Because further bradyseismic crisis are expected for next future, the above graphical analysis will surely be able to provide a strategic reference picture to which the new data can be compared as soon as they are collected.

5 Conclusions

On the basis of theoretical considerations, a new probability paper based on the generalized least-squares method is proposed. Correlation between order statistics and heteroscedasticity are taken into account. The resulting new graphical estimators are shown to be the best linear unbiased estimators (BLUEs) of location and scale parameters of the parent distribution. Consequently, the resulting population line does not suffer from the typical bias related to classical probability papers. This is relevant especially for small sample sizes. An approximate solution is also provided in order to overcome any computational issue and the bias introduced by such approximation can be made as small as needed.

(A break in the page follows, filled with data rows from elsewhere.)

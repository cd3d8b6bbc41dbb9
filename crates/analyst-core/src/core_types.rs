//! Core type definitions shared by the oracle, executor and orchestrator
//!
//! Messages follow the common chat-completions shape so the same conversation can
//! be replayed against any provider. A `CodeUnit` is one proposed solution attempt
//! as produced by the oracle.

use serde::{Deserialize, Serialize};

#[derive(Debug, Serialize, Deserialize, Clone, Copy, PartialEq, Eq)]
#[serde(rename_all = "lowercase")]
pub enum Role {
    System,
    User,
    Assistant,
}

#[derive(Debug, Serialize, Deserialize, Clone, PartialEq)]
pub struct Message {
    pub role: Role,
    pub content: String,
}

impl Message {
    pub fn system(content: impl Into<String>) -> Self {
        Self {
            role: Role::System,
            content: content.into(),
        }
    }

    pub fn user(content: impl Into<String>) -> Self {
        Self {
            role: Role::User,
            content: content.into(),
        }
    }

    pub fn assistant(content: impl Into<String>) -> Self {
        Self {
            role: Role::Assistant,
            content: content.into(),
        }
    }
}

#[derive(Debug, Serialize, Deserialize, Clone, Default, PartialEq, Eq)]
pub struct Usage {
    pub prompt_tokens: u32,
    pub completion_tokens: u32,
    pub total_tokens: u32,
}

/// Provider-neutral completion returned by an `LLM` client.
#[derive(Debug, Serialize, Deserialize, Clone)]
pub struct LLMResponse {
    pub content: Option<String>,
    #[serde(skip_serializing_if = "Option::is_none")]
    pub finish_reason: Option<String>,
    #[serde(skip_serializing_if = "Option::is_none")]
    pub usage: Option<Usage>,
}

/// Ordered list of turns exchanged with the oracle during one session.
///
/// The conversation is owned by the session and moved into every `generate` call;
/// the oracle hands it back with its own turn appended.
#[derive(Debug, Clone, Default, PartialEq)]
pub struct Conversation {
    turns: Vec<Message>,
}

impl Conversation {
    pub fn new() -> Self {
        Self::default()
    }

    pub fn with_system_prompt(prompt: impl Into<String>) -> Self {
        Self {
            turns: vec![Message::system(prompt)],
        }
    }

    pub fn push(&mut self, message: Message) {
        self.turns.push(message);
    }

    pub fn turns(&self) -> &[Message] {
        &self.turns
    }

    pub fn len(&self) -> usize {
        self.turns.len()
    }

    pub fn is_empty(&self) -> bool {
        self.turns.is_empty()
    }

    pub fn last(&self) -> Option<&Message> {
        self.turns.last()
    }
}

/// A single proposed solution attempt.
#[derive(Debug, Clone, PartialEq, Eq, Serialize, Deserialize)]
pub struct CodeUnit {
    pub code: String,
    /// Requirement strings as declared by the oracle, e.g. `pandas` or `numpy==1.26`.
    #[serde(default)]
    pub dependencies: Vec<String>,
    #[serde(default)]
    pub is_final: bool,
}

impl CodeUnit {
    pub fn new(code: impl Into<String>, dependencies: Vec<String>, is_final: bool) -> Self {
        Self {
            code: code.into(),
            dependencies,
            is_final,
        }
    }

    /// A unit is usable only if it carries some source text.
    pub fn is_usable(&self) -> bool {
        !self.code.trim().is_empty()
    }
}

/// An uploaded input blob, named by its logical key.
#[derive(Debug, Clone)]
pub struct InputFile {
    pub name: String,
    pub bytes: Vec<u8>,
}

impl InputFile {
    pub fn new(name: impl Into<String>, bytes: impl Into<Vec<u8>>) -> Self {
        Self {
            name: name.into(),
            bytes: bytes.into(),
        }
    }
}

As an example, for the Gumbel parent distribution, a Monte Carlo simulation confirms that the proposed graphical estimators outperform the usual estimators obtained through ordinary least-square method and classical plotting positions in terms of the bias modulus for all the considered sample sizes \((n=5,10,30)\). As the proposed estimators are BLUEs, this result is expected for every distribution in the location scale family even though it could be theoretically possible to find more efficient (in terms of root mean square deviation) but biased solutions. However, in the Gumbel case, the proposed graphical estimators show root mean square deviations that are comparable with those achieved by the corresponding maximum likelihood ones.

The attained results reduce the efficiency gap between probability papers and the concurrent analytical methods, so encouraging the use of graphical procedures. The latter are very strategic especially in critical applications where the visual representation of the results of statistical analysis are to be fully understood also by non-statisticians in order to make correct decisions.